A couple years ago I was ready to quit private contracting and subcontracting. I wanted to join a big deal company that really understood financial data warehousing. I had two choices, and ironically they were looking at me too. They were Beacon Analytics / Answerthink and Knightsbridge. I had worked with Knightsbridge in a sales capacity and I found them to be a very tight organization. They had people who worked with Embarcadero Technologies and they were seriously well managed - enough to walk away from crazy hungry claims of the sort that sink many services companies. I decided on Answerthink and soon after I recall that Knightsbridge was sold to HP.
The news that Knightsbridge went to HP was somewhat strange. What HP did have was a very aggressive attitude towards hosting all the hot enterprise technologies, including and especially the Hyperion suite. What they didn't have was a track record as being a company that could be counted on to deliver all that. Perhaps their purchase indicated that they were ready to change all that.
It had been my experience that most customers who had committed to HP hardware, especially those on HPUX were woefully behind in OLAP and price-performance. Expertise with Essbase and HPUX was rare indeed. After a time, IBM was the leader in Unix hosting of Hyperion apps and Essbase, whereas once upon a time, Essbase on Sun was the killer app. HP was about tied with Redhat from what I could see in the field, which meant essentially that it was an academic release.
Part of the reason was that Hyperion had pursued, for a short time, a relationship with the engineering support organization of Sun. They must have done something similar when it came to IBM after I departed. What that comprised was a deal whereby Hyperion developers could get up to date hardware, compilers and advice on how to develop for the OS kernels, memory models and various subsystems particular to the OS/hardware combinations. Who knows if such things go on today.
By the time I had been at Answerthink for an appreciable period, I came across HP again. This time going great guns about 64 bit computing. It was something and still continues to be something to get very excited about. What I've personally been able to accomplish on the HP Superdome practically defies description in the ordinary world of Hyperion apps. For a short time, we had some very interesting momentum. Such momentum is very difficult to sustain without a real paying customer, but a company like HP can afford to keep BizDev folks buzzing for a good long time, as well as keep configuration engineers setting up performance laboratories that make the case for blistering performance. The trick is maintaining the mix with a consulting organization who has a big customer attention, meaning bucks.

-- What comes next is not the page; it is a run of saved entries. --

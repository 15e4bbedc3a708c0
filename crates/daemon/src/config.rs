// SPDX-License-Identifier: BUSL-1.1
// Copyright (c) 2026 Alfred Jean LLC

//! Daemon configuration.
//!
//! Loaded from a TOML file (default `$XDG_DATA_HOME/photoflow/pfd.toml`,
//! overridable via `PFD_CONFIG`). Credentials given here are written into
//! the settings store at boot so the import tasks can see them.

use serde::Deserialize;
use std::path::{Path, PathBuf};
use std::time::Duration;
use thiserror::Error;

#[derive(Debug, Error)]
pub enum ConfigError {
    #[error("IO error reading {path}: {source}")]
    Io {
        path: PathBuf,
        #[source]
        source: std::io::Error,
    },
    #[error("parse error: {0}")]
    Parse(#[from] toml::de::Error),
}

#[derive(Debug, Clone, Deserialize)]
#[serde(default, deny_unknown_fields)]
pub struct Config {
    /// Where the store, staging area, content, and logs live.
    pub data_dir: PathBuf,
    /// Pacing delay between a chunk and the next continue, seconds.
    pub continue_delay_secs: u64,
    pub fetch_latest_interval_secs: u64,
    pub comment_delta_interval_secs: u64,
    pub flickr: Option<FlickrCredentials>,
}

#[derive(Debug, Clone, Deserialize)]
#[serde(deny_unknown_fields)]
pub struct FlickrCredentials {
    pub api_key: String,
    pub api_secret: String,
    pub username: String,
    pub site_author_username: String,
}

impl Default for Config {
    fn default() -> Self {
        let data_dir = dirs::data_dir()
            .unwrap_or_else(|| PathBuf::from("."))
            .join("photoflow");
        Self {
            data_dir,
            continue_delay_secs: 60,
            fetch_latest_interval_secs: 60 * 60,
            comment_delta_interval_secs: 60 * 60 * 12,
            flickr: None,
        }
    }
}

impl Config {
    /// Load from `path`; a missing file yields the defaults.
    pub fn load(path: &Path) -> Result<Self, ConfigError> {
        if !path.exists() {
            return Ok(Self::default());
        }
        let raw = std::fs::read_to_string(path)
            .map_err(|source| ConfigError::Io { path: path.to_path_buf(), source })?;
        Ok(toml::from_str(&raw)?)
    }

    pub fn continue_delay(&self) -> Duration {
        Duration::from_secs(self.continue_delay_secs)
    }

    pub fn fetch_latest_interval(&self) -> Duration {
        Duration::from_secs(self.fetch_latest_interval_secs)
    }

    pub fn comment_delta_interval(&self) -> Duration {
        Duration::from_secs(self.comment_delta_interval_secs)
    }
}

#[cfg(test)]
#[path = "config_tests.rs"]
mod tests;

This is clearly what EDS provides. And I rather like the idea that HP is doing this the technical way rather than IBM's way of the brownbagging of Global Services plus the high concept dinner of PWC. The only equivalent thing left would be a Sun Micro acquisition of CSC. Then what's left? Perhaps Google acquires Tata? SAP acquires Infosys? That would be a shocker. But it gives me a clue about what could also be going on here. Like it or not corporate IT has failed. What have they failed to do? They have failed to keep Salesforce and Tata out of their business. They have failed to deal with grid computing, and they have failed to get their datacenters and moreover their global applications functioning as well as the web providers of the world have. There is a huge gap between what the largest companies like Boeing can muster in their IT and what modestly successful websites like The Washington Post online can do. The very idea of serving up enterprise data to more than 10,000 simultaneous users gives most IT organizations a severe case of cramps. If you can't do that in the online world, you're lower than toast.
So how do you ramp up internal corporate IT and enterprise data to the sub-second million-user scale of external websites? It may be apples and oranges unless and until you consider what I've seen in HP's labs, which is several hundered Essbase cubes running simultaneously. What kind of collaboration is necessary to get the corporate accounting data running in a 64bit cloud? That's the kind of thing we should begin to see if and when HP consumes EDS (or Google + Salesforce + Infosys happens). See?
It's time to take the lessons of Web 2.0 and even 1.5 and apply them to corporate IT 1.0. It's time for internal enterprise applications to run faster and be more integrated using some of the same technology that makes Google a faster way to get your company's 10Q data than searching through shared drives in your Microsoft Domain. Sound like SAP? Sound like Oracle? Yep. Only large cross functional services organizations teamed up with serious compute clouds and grids can do that. If that's what HP has in mind with EDS, it's going to be a brave new world.